Instructions for the task:
The lines to copy are those in the records below that hold the word "models".

Stored data:
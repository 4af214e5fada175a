//! PostgreSQL implementation of ReactionQueryRepository

use async_trait::async_trait;
use sqlx::PgPool;
use tracing::instrument;
use uuid::Uuid;

use engage_core::entities::{ReactionRecord, TargetRef};
use engage_core::traits::{ReactionQueryRepository, RepoResult};

use crate::models::ReactionModel;

use super::error::map_db_error;

fn into_records(models: Vec<ReactionModel>) -> RepoResult<Vec<ReactionRecord>> {
    models.into_iter().map(ReactionRecord::try_from).collect()
}

/// Read-only reaction projections, outside any write transaction
#[derive(Clone)]
pub struct PgReactionQueryRepository {
    pool: PgPool,
}

impl PgReactionQueryRepository {
    /// Create a new PgReactionQueryRepository
    pub fn new(pool: PgPool) -> Self {
        Self { pool }
    }
}

#[async_trait]
impl ReactionQueryRepository for PgReactionQueryRepository {
    #[instrument(skip(self))]
    async fn find_by_id(&self, id: Uuid) -> RepoResult<Option<ReactionRecord>> {
        let result = sqlx::query_as::<_, ReactionModel>(
            r#"
            SELECT id, user_id, entity_type, entity_id, reaction_type, created_at, updated_at
            FROM user_reactions
            WHERE id = $1
            "#,
        )
        .bind(id)
        .fetch_optional(&self.pool)
        .await
        .map_err(map_db_error)?;

        result.map(ReactionRecord::try_from).transpose()
    }

    #[instrument(skip(self))]
    async fn find_all(&self) -> RepoResult<Vec<ReactionRecord>> {
        let results = sqlx::query_as::<_, ReactionModel>(
            r#"
            SELECT id, user_id, entity_type, entity_id, reaction_type, created_at, updated_at
            FROM user_reactions
            ORDER BY created_at DESC
            "#,
        )
        .fetch_all(&self.pool)
        .await
        .map_err(map_db_error)?;

        into_records(results)
    }

    #[instrument(skip(self))]
    async fn find_by_user(&self, user_id: Uuid) -> RepoResult<Vec<ReactionRecord>> {
        let results = sqlx::query_as::<_, ReactionModel>(
            r#"
            SELECT id, user_id, entity_type, entity_id, reaction_type, created_at, updated_at
            FROM user_reactions
            WHERE user_id = $1
            ORDER BY created_at DESC
            "#,
        )
        .bind(user_id)
        .fetch_all(&self.pool)
        .await
        .map_err(map_db_error)?;

        into_records(results)
    }

    #[instrument(skip(self))]
    async fn find_by_target(&self, target: TargetRef) -> RepoResult<Vec<ReactionRecord>> {
        let results = sqlx::query_as::<_, ReactionModel>(
            r#"
            SELECT id, user_id, entity_type, entity_id, reaction_type, created_at, updated_at
            FROM user_reactions
            WHERE entity_type = $1 AND entity_id = $2
            ORDER BY created_at DESC
            "#,
        )
        .bind(target.kind.as_str())
        .bind(target.id)
        .fetch_all(&self.pool)
        .await
        .map_err(map_db_error)?;

        into_records(results)
    }
}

Task answer:
use crate::models::ReactionModel;
fn into_records(models: Vec<ReactionModel>) -> RepoResult<Vec<ReactionRecord>> {
    models.into_iter().map(ReactionRecord::try_from).collect()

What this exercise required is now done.